Fri 30 Jul 2010 11:07am

I’m on the bus headed for Logan Airport, surfing the net – WiFi on the bus! This makes me feel giddy and all space-age, like Judy Jetson. I’m off on my Shetland-Scotland adventure and realize I haven’t posted enough about Peru.

I share surfing in Huanchaco. Every evening around sunset you can watch fishermen surf to the shore in their reed boats. While here at this beach resort, it may be a bit of a show for tourists, when my husband was on his rugged surfing adventure, he met fishermen who still use these boats for fishing, with plentiful catches. You can see by the bas relief above, they’ve been at it a loooooong time.

Notice the diamond “net” pattern on the left…found frequently in knitting stitch patterns.

2 comments

Designing Book Signing

Tue 27 Jul 2010 05:07pm

When I hear that Ellen is having an event at her perfect yarn shop, Purl Diva in Brunswick, Maine, I drop everything. Despite my current hectic schedule, I grabbed my friend Jane, hopped in the car and zipped on down. This time there was a convergence of designers and knitters, all of us fans of the designing duo behind the great new book New England Knits: Timeless Knitwear with a Modern Twist, Cecily Glowik MacDonald and Melissa LaBarre. What fun to meet them, admire and even try on some of the great garments from their book. So many beautiful knits!
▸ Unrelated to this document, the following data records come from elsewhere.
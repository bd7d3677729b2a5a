//! End-to-end scenarios exercising the full `analyse_file` entry point
//! against small hand-built ASTs. The alias-cycle and public-depends-on-
//! private scenarios live as unit tests in `file_analyser.rs` and
//! `type_resolver.rs` instead, since they construct an `AliasTypeDecl`,
//! whose cycle-detection flag is only constructible from within the crate.

use csema_core::ast::{
    Decl, DeclCommon, Expr, ExprKind, File, FunctionDecl, Stmt, StmtKind, UseDecl, VarDecl,
};
use csema_core::ids::DeclId;
use csema_core::pkgs::{ExportedDecl, ExportedDeclKind, PackageMap};
use csema_core::source::Span;
use csema_core::types::{BuiltinType, FunctionSignature, QualType, Qualifiers, Type};

fn int_literal(value: i64) -> Expr {
    Expr::new(Span::new(0, 1), ExprKind::IntLiteral(value))
}

#[test]
fn uninitialised_const_variable_is_reported() {
    // const i32 X;
    let var = Decl::Var(VarDecl {
        common: DeclCommon::new("X", Span::new(0, 1), false),
        ty: QualType::new(Type::Builtin(BuiltinType::I32), Qualifiers::CONST),
        init: None,
        is_local: false,
    });
    let file = File {
        name: "t.c2".into(),
        package: "main".into(),
        decls: vec![var],
        uses: vec![],
        types: vec![],
        vars: vec![DeclId(0)],
        functions: vec![],
        array_values: vec![],
    };
    let pkgs = PackageMap::new();
    let (_, diags) = csema_core::analyse_file(&file, &pkgs);

    assert_eq!(diags.error_count(), 1);
    assert!(diags.iter().any(|d| d.code.as_deref() == Some("E0602")));
}

#[test]
fn defer_order_on_return_is_innermost_first() {
    // int main() { defer A; { defer B; return 0; } }
    let defer_a = Stmt::new(
        Span::new(0, 1),
        StmtKind::Defer(Box::new(Stmt::new(
            Span::new(0, 1),
            StmtKind::Expr(int_literal(0)),
        ))),
    );
    let defer_b = Stmt::new(
        Span::new(0, 1),
        StmtKind::Defer(Box::new(Stmt::new(
            Span::new(0, 1),
            StmtKind::Expr(int_literal(0)),
        ))),
    );
    let inner_return = Stmt::new(Span::new(10, 18), StmtKind::Return(Some(int_literal(0))));
    let inner_block = Stmt::new(
        Span::new(5, 20),
        StmtKind::Compound(vec![defer_b, inner_return]),
    );
    let body = Stmt::new(Span::new(0, 20), StmtKind::Compound(vec![defer_a, inner_block]));

    let func = Decl::Function(FunctionDecl {
        common: DeclCommon::new("main", Span::new(0, 4), true),
        signature: FunctionSignature {
            ret: Box::new(QualType::unqualified(Type::Builtin(BuiltinType::I32))),
            params: vec![],
            is_variadic: false,
        },
        body: Some(body),
        struct_owner: None,
    });
    let file = File {
        name: "t.c2".into(),
        package: "main".into(),
        decls: vec![func],
        uses: vec![],
        types: vec![],
        vars: vec![],
        functions: vec![DeclId(0)],
        array_values: vec![],
    };
    let pkgs = PackageMap::new();
    let (analysis, diags) = csema_core::analyse_file(&file, &pkgs);

    assert!(!diags.has_errors());
    let (_, function_analysis) = &analysis.function_analyses[0];
    assert_eq!(function_analysis.returns.len(), 1);
    let defers: Vec<usize> = function_analysis.returns[0].defers.iter().map(|d| d.0).collect();
    assert_eq!(defers, vec![1, 0], "B (registered second) must run before A");
}

#[test]
fn break_does_not_run_defers_registered_after_it() {
    // int main() { for (;;) { defer A; if (1) break; defer B; } return 0; }
    let defer_a = Stmt::new(
        Span::new(0, 1),
        StmtKind::Defer(Box::new(Stmt::new(
            Span::new(0, 1),
            StmtKind::Expr(int_literal(0)),
        ))),
    );
    let defer_b = Stmt::new(
        Span::new(0, 1),
        StmtKind::Defer(Box::new(Stmt::new(
            Span::new(0, 1),
            StmtKind::Expr(int_literal(0)),
        ))),
    );
    let break_stmt = Stmt::new(Span::new(30, 35), StmtKind::Break);
    let if_break = Stmt::new(
        Span::new(20, 35),
        StmtKind::If {
            cond: int_literal(1),
            then_branch: Box::new(break_stmt),
            else_branch: None,
        },
    );
    let loop_body = Stmt::new(
        Span::new(0, 40),
        StmtKind::Compound(vec![defer_a, if_break, defer_b]),
    );
    let for_stmt = Stmt::new(
        Span::new(0, 40),
        StmtKind::For {
            init: None,
            cond: None,
            step: None,
            body: Box::new(loop_body),
        },
    );
    let ret = Stmt::new(Span::new(40, 48), StmtKind::Return(Some(int_literal(0))));
    let body = Stmt::new(Span::new(0, 48), StmtKind::Compound(vec![for_stmt, ret]));

    let func = Decl::Function(FunctionDecl {
        common: DeclCommon::new("main", Span::new(0, 4), true),
        signature: FunctionSignature {
            ret: Box::new(QualType::unqualified(Type::Builtin(BuiltinType::I32))),
            params: vec![],
            is_variadic: false,
        },
        body: Some(body),
        struct_owner: None,
    });
    let file = File {
        name: "t.c2".into(),
        package: "main".into(),
        decls: vec![func],
        uses: vec![],
        types: vec![],
        vars: vec![],
        functions: vec![DeclId(0)],
        array_values: vec![],
    };
    let pkgs = PackageMap::new();
    let (analysis, diags) = csema_core::analyse_file(&file, &pkgs);

    assert!(!diags.has_errors());
    let (_, function_analysis) = &analysis.function_analyses[0];
    assert_eq!(function_analysis.breaks.len(), 1);
    let defers: Vec<usize> = function_analysis.breaks[0].defers.iter().map(|d| d.0).collect();
    assert_eq!(defers, vec![0], "B is not yet entered when the break runs");
}

#[test]
fn unused_import_is_a_single_warning_with_no_errors() {
    // use foo;
    let mut pkgs = PackageMap::new();
    pkgs.insert(ExportedDecl {
        package: "foo".into(),
        name: "bar".into(),
        kind: ExportedDeclKind::Function(FunctionSignature {
            ret: Box::new(QualType::unqualified(Type::Builtin(BuiltinType::Void))),
            params: vec![],
            is_variadic: false,
        }),
        is_public: true,
    });

    let use_decl = Decl::Use(UseDecl {
        common: DeclCommon::new("foo", Span::new(0, 7), false),
        package: "foo".into(),
        alias: None,
    });
    let file = File {
        name: "t.c2".into(),
        package: "main".into(),
        decls: vec![use_decl],
        uses: vec![DeclId(0)],
        types: vec![],
        vars: vec![],
        functions: vec![],
        array_values: vec![],
    };
    let (_, diags) = csema_core::analyse_file(&file, &pkgs);

    assert!(!diags.has_errors());
    assert_eq!(
        diags.iter().filter(|d| d.code.as_deref() == Some("E0901")).count(),
        1
    );
}

#[test]
fn analysing_the_same_file_twice_yields_identical_diagnostics() {
    let var = Decl::Var(VarDecl {
        common: DeclCommon::new("count", Span::new(0, 5), false),
        ty: QualType::unqualified(Type::Builtin(BuiltinType::I32)),
        init: Some(int_literal(0)),
        is_local: false,
    });
    let file = File {
        name: "t.c2".into(),
        package: "main".into(),
        decls: vec![var],
        uses: vec![],
        types: vec![],
        vars: vec![DeclId(0)],
        functions: vec![],
        array_values: vec![],
    };
    let pkgs = PackageMap::new();

    let (_, first) = csema_core::analyse_file(&file, &pkgs);
    let (_, second) = csema_core::analyse_file(&file, &pkgs);

    let first_codes: Vec<_> = first.iter().map(|d| d.code.clone()).collect();
    let second_codes: Vec<_> = second.iter().map(|d| d.code.clone()).collect();
    assert_eq!(first_codes, second_codes);
}
#[cfg(test)]
mod tests {
    use super::*;
    use crate::ast::{DeclCommon, FunctionDecl, Stmt, StmtKind, UseDecl, VarDecl};
    use crate::source::Span;
    use crate::types::{BuiltinType, FunctionSignature, QualType, Type};

    fn file_with(
        uses: Vec<Decl>,
        types: Vec<Decl>,
        vars: Vec<Decl>,
        functions: Vec<Decl>,
    ) -> File {
        let mut decls = Vec::new();
        let mut use_ids = Vec::new();
        let mut type_ids = Vec::new();
        let mut var_ids = Vec::new();
        let mut function_ids = Vec::new();
        for d in uses {
            use_ids.push(DeclId(decls.len() as u32));
            decls.push(d);
        }
        for d in types {
            type_ids.push(DeclId(decls.len() as u32));
            decls.push(d);
        }
        for d in vars {
            var_ids.push(DeclId(decls.len() as u32));
            decls.push(d);
        }
        for d in functions {
            function_ids.push(DeclId(decls.len() as u32));
            decls.push(d);
        }
        File {
            name: "t.c2".into(),
            package: "main".into(),
            decls,
            uses: use_ids,
            types: type_ids,
            vars: var_ids,
            functions: function_ids,
            array_values: Vec::new(),
        }
    }

    fn file_with_array_value(var: Decl, array_value: Decl) -> File {
        let decls = vec![var, array_value];
        File {
            name: "t.c2".into(),
            package: "main".into(),
            decls,
            uses: Vec::new(),
            types: Vec::new(),
            vars: vec![DeclId(0)],
            functions: Vec::new(),
            array_values: vec![DeclId(1)],
        }
    }

    fn int_elements(values: &[i64]) -> Vec<crate::ast::InitListElement> {
        values
            .iter()
            .map(|v| crate::ast::InitListElement {
                designator: None,
                value: Box::new(crate::ast::Expr::new(Span::new(0, 1), crate::ast::ExprKind::IntLiteral(*v))),
            })
            .collect()
    }

    #[test]
    fn array_value_sizes_an_incomplete_target_from_its_element_count() {
        let var = Decl::Var(VarDecl {
            common: DeclCommon::new("table", Span::new(0, 5), false),
            ty: QualType::unqualified(Type::Array {
                element: Box::new(QualType::unqualified(Type::Builtin(BuiltinType::I32))),
                size: None,
                resolved_size: None,
            }),
            init: None,
            is_local: false,
        });
        let array_value = Decl::ArrayValue(crate::ast::ArrayValueDecl {
            common: DeclCommon::new("table", Span::new(10, 20), false),
            target_name: "table".into(),
            target: std::cell::Cell::new(None),
            init: crate::ast::Expr::new(
                Span::new(10, 20),
                crate::ast::ExprKind::InitList(int_elements(&[1, 2, 3])),
            ),
        });
        let file = file_with_array_value(var, array_value);
        let pkgs = PackageMap::new();
        let mut analyser = FileAnalyser::new(&file, &pkgs);
        let mut diags = Diagnostics::new();
        analyser.analyse(&mut diags);

        assert!(!diags.has_errors());
        let Decl::Var(resolved) = file.decl(DeclId(0)) else {
            unreachable!()
        };
        assert_eq!(
            resolved.ty.canonical(),
            Some(Type::Array {
                element: Box::new(QualType::unqualified(Type::Builtin(BuiltinType::I32))),
                size: None,
                resolved_size: Some(3),
            })
        );
    }

    #[test]
    fn unknown_array_value_target_is_reported() {
        let var = Decl::Var(VarDecl {
            common: DeclCommon::new("table", Span::new(0, 5), false),
            ty: QualType::unqualified(Type::Array {
                element: Box::new(QualType::unqualified(Type::Builtin(BuiltinType::I32))),
                size: None,
                resolved_size: None,
            }),
            init: None,
            is_local: false,
        });
        let array_value = Decl::ArrayValue(crate::ast::ArrayValueDecl {
            common: DeclCommon::new("missing", Span::new(10, 20), false),
            target_name: "missing".into(),
            target: std::cell::Cell::new(None),
            init: crate::ast::Expr::new(
                Span::new(10, 20),
                crate::ast::ExprKind::InitList(int_elements(&[1])),
            ),
        });
        let file = file_with_array_value(var, array_value);
        let pkgs = PackageMap::new();
        let mut analyser = FileAnalyser::new(&file, &pkgs);
        let mut diags = Diagnostics::new();
        analyser.analyse(&mut diags);

        assert!(diags.iter().any(|d| d.code.as_deref() == Some("E0107")));
    }

    #[test]
    fn array_value_target_must_be_array_typed() {
        let var = Decl::Var(VarDecl {
            common: DeclCommon::new("count", Span::new(0, 5), false),
            ty: QualType::unqualified(Type::Builtin(BuiltinType::I32)),
            init: Some(crate::ast::Expr::new(Span::new(0, 1), crate::ast::ExprKind::IntLiteral(0))),
            is_local: false,
        });
        let array_value = Decl::ArrayValue(crate::ast::ArrayValueDecl {
            common: DeclCommon::new("count", Span::new(10, 20), false),
            target_name: "count".into(),
            target: std::cell::Cell::new(None),
            init: crate::ast::Expr::new(
                Span::new(10, 20),
                crate::ast::ExprKind::InitList(int_elements(&[1])),
            ),
        });
        let file = file_with_array_value(var, array_value);
        let pkgs = PackageMap::new();
        let mut analyser = FileAnalyser::new(&file, &pkgs);
        let mut diags = Diagnostics::new();
        analyser.analyse(&mut diags);

        assert!(diags.iter().any(|d| d.code.as_deref() == Some("E0306")));
    }

    #[test]
    fn unknown_package_use_is_reported() {
        let use_decl = Decl::Use(UseDecl {
            common: DeclCommon::new("io", Span::new(0, 2), false),
            package: "io".into(),
            alias: None,
        });
        let file = file_with(vec![use_decl], vec![], vec![], vec![]);
        let pkgs = PackageMap::new();
        let mut analyser = FileAnalyser::new(&file, &pkgs);
        let mut diags = Diagnostics::new();
        analyser.analyse(&mut diags);
        assert!(diags.iter().any(|d| d.code.as_deref() == Some("E0102")));
    }

    #[test]
    fn unused_top_level_variable_is_warned() {
        let var = Decl::Var(VarDecl {
            common: DeclCommon::new("count", Span::new(0, 5), false),
            ty: QualType::unqualified(Type::Builtin(BuiltinType::I32)),
            init: Some(crate::ast::Expr::new(
                Span::new(0, 1),
                crate::ast::ExprKind::IntLiteral(0),
            )),
            is_local: false,
        });
        let file = file_with(vec![], vec![], vec![var], vec![]);
        let pkgs = PackageMap::new();
        let mut analyser = FileAnalyser::new(&file, &pkgs);
        let mut diags = Diagnostics::new();
        analyser.analyse(&mut diags);
        assert!(diags.iter().any(|d| d.code.as_deref() == Some("E0902")));
    }

    #[test]
    fn main_is_exempt_from_the_unused_function_warning() {
        let func = Decl::Function(FunctionDecl {
            common: DeclCommon::new("main", Span::new(0, 4), true),
            signature: FunctionSignature {
                ret: Box::new(QualType::unqualified(Type::Builtin(BuiltinType::I32))),
                params: vec![],
                is_variadic: false,
            },
            body: Some(Stmt::new(
                Span::new(0, 1),
                StmtKind::Compound(vec![Stmt::new(
                    Span::new(0, 1),
                    StmtKind::Return(Some(crate::ast::Expr::new(
                        Span::new(0, 1),
                        crate::ast::ExprKind::IntLiteral(0),
                    ))),
                )]),
            )),
            struct_owner: None,
        });
        let file = file_with(vec![], vec![], vec![], vec![func]);
        let pkgs = PackageMap::new();
        let mut analyser = FileAnalyser::new(&file, &pkgs);
        let mut diags = Diagnostics::new();
        analyser.analyse(&mut diags);
        assert!(!diags.iter().any(|d| d.code.as_deref() == Some("E0903")));
    }

    #[test]
    fn cyclic_alias_is_reported_during_canonical_resolution() {
        use crate::ast::AliasTypeDecl;
        use std::cell::Cell;

        let alias = Decl::AliasType(AliasTypeDecl {
            common: DeclCommon::new("A", Span::new(0, 1), false),
            target: QualType::unqualified(Type::Alias(DeclId(0))),
            resolving: Cell::new(false),
        });
        let file = file_with(vec![], vec![alias], vec![], vec![]);
        let pkgs = PackageMap::new();
        let mut analyser = FileAnalyser::new(&file, &pkgs);
        let mut diags = Diagnostics::new();
        analyser.analyse(&mut diags);
        assert!(diags.iter().any(|d| d.code.as_deref() == Some("E0701")));
    }
}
I was dying over the Chelsea Skirt with secret lace trim and almost hoping for cold weather when I tried on the comforting and cute Portland Mittens.

A further bonus was meeting Carrie Bostick Hoge, talented designer, photographer and one of the geniuses behind the fabulous new yarn company Quince & Co. Suffice to say much gushing ensued.

I can’t wait to meet up with them again.

If Cecily and Melissa  come to your neck of the woods for a book signing, be sure and give them a visit.

I’ve been wild, with plans to head to Scotland on Friday, first stop Shetland! Yay! Dream come true on the way!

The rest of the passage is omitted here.